§ **Saved entries**
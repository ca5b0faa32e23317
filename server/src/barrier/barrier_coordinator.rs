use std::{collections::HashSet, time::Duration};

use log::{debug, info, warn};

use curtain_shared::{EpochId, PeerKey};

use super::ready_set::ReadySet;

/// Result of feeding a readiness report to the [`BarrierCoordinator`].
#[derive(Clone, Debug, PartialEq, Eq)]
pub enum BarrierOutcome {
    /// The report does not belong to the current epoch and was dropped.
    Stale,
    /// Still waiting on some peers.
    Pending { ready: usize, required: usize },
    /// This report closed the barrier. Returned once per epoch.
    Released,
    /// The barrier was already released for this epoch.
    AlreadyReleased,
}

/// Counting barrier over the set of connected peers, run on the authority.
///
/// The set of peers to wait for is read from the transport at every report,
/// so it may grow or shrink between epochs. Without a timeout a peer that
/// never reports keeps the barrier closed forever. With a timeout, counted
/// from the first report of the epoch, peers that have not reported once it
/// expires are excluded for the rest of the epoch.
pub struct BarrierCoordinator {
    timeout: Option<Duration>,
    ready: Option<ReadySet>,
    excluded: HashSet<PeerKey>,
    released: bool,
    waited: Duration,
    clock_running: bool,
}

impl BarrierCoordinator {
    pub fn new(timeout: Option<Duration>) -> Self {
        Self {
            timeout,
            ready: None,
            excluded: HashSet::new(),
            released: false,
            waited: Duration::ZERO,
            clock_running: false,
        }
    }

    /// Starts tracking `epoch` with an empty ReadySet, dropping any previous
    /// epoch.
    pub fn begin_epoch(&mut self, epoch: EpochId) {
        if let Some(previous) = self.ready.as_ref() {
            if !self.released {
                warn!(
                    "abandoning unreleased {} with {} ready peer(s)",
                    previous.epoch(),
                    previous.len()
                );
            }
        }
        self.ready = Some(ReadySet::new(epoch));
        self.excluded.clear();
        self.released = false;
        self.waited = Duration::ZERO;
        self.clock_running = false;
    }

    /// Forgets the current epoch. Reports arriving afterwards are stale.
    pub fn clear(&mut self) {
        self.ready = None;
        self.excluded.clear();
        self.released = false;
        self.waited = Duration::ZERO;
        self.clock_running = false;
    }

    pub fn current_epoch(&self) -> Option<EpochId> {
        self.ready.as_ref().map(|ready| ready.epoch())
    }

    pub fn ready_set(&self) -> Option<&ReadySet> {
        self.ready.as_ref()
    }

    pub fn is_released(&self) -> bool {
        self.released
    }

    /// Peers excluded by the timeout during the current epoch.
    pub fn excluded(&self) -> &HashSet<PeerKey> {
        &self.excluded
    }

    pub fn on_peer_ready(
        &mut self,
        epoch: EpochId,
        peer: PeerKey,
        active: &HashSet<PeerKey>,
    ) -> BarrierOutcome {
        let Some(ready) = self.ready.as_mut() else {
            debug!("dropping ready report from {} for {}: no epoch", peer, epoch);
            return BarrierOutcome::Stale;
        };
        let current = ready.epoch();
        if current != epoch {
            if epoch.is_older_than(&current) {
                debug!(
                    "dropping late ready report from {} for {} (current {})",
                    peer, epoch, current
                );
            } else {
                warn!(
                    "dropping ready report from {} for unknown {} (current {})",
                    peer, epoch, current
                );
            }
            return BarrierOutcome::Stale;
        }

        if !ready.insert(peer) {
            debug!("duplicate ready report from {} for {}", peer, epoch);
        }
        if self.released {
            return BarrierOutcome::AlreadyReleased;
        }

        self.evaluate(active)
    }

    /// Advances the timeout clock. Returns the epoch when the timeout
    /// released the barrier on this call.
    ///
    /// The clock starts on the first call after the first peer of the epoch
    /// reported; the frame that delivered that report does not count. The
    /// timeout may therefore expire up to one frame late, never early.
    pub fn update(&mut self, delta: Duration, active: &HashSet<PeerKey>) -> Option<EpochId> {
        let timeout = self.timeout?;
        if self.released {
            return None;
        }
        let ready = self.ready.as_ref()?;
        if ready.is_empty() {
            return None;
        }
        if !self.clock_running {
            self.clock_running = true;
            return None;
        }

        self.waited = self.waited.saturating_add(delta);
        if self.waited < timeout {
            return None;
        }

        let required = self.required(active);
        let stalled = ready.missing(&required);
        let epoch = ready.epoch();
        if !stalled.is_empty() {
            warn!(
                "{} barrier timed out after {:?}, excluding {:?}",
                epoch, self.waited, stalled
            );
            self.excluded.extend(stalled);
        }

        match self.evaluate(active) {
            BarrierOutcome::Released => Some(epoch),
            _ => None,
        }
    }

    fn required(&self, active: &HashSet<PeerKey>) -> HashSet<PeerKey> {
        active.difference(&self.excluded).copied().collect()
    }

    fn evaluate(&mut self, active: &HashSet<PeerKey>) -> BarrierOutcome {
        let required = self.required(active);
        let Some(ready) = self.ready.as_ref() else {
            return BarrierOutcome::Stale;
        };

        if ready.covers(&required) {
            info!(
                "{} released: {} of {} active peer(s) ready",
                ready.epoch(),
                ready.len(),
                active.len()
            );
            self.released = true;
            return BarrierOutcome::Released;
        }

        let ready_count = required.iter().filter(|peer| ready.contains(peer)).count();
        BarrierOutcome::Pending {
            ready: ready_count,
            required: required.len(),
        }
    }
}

§ **AIM OF THE TASK**
Check each line above for the word "closed", and copy the lines where it appears.

§ **THE ANSWER**
    /// This report closed the barrier. Returned once per epoch.
/// never reports keeps the barrier closed forever. With a timeout, counted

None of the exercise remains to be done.